(Extracted records)

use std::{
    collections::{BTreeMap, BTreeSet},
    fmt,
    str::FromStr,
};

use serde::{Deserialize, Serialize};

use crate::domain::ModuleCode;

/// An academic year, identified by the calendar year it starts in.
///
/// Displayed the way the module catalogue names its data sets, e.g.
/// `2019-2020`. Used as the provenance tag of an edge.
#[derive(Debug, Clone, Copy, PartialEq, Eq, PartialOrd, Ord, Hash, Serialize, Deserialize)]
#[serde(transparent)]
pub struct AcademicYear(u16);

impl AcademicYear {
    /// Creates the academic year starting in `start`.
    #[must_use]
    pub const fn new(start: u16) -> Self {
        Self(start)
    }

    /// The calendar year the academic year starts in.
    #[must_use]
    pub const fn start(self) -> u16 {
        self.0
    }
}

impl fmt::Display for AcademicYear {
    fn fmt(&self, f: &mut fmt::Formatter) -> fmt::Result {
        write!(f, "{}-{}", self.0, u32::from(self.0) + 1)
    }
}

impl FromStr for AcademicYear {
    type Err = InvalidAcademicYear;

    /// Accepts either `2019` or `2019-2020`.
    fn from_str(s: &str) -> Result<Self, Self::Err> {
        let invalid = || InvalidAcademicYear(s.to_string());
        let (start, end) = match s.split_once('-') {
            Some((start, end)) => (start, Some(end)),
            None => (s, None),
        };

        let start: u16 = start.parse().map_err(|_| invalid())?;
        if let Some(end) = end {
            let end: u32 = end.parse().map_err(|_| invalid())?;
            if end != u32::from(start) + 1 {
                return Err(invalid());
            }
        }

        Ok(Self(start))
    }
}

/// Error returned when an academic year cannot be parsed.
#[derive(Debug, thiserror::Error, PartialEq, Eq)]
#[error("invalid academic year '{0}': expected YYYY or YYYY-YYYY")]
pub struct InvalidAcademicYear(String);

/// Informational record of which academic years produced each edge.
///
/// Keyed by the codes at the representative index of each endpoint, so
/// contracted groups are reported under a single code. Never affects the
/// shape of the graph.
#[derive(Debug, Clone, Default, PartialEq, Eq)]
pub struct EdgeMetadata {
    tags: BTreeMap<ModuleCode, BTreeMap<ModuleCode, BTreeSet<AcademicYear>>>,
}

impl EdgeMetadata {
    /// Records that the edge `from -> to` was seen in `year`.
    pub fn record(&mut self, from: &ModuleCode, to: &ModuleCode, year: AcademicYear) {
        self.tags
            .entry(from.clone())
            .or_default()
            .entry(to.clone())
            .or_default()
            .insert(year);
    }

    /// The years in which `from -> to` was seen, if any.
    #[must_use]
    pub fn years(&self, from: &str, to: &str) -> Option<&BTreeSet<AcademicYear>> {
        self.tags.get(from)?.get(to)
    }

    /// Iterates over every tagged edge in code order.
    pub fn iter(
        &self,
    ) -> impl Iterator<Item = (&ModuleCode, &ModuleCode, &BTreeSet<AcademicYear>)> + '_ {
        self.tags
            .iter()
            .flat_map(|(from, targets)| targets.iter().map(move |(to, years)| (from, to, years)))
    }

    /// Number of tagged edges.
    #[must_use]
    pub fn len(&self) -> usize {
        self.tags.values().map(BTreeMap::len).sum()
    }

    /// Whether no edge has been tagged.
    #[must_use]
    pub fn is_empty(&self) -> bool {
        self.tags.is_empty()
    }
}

What you have to do ▸ All that is needed is the exact run of lines above from the line containing "let start: u16" through the line containing "expected YYYY or", both of them included.

Answer to this problem ▸
        let start: u16 = start.parse().map_err(|_| invalid())?;
        if let Some(end) = end {
            let end: u32 = end.parse().map_err(|_| invalid())?;
            if end != u32::from(start) + 1 {
                return Err(invalid());
            }
        }

        Ok(Self(start))
    }
}

/// Error returned when an academic year cannot be parsed.
#[derive(Debug, thiserror::Error, PartialEq, Eq)]
#[error("invalid academic year '{0}': expected YYYY or YYYY-YYYY")]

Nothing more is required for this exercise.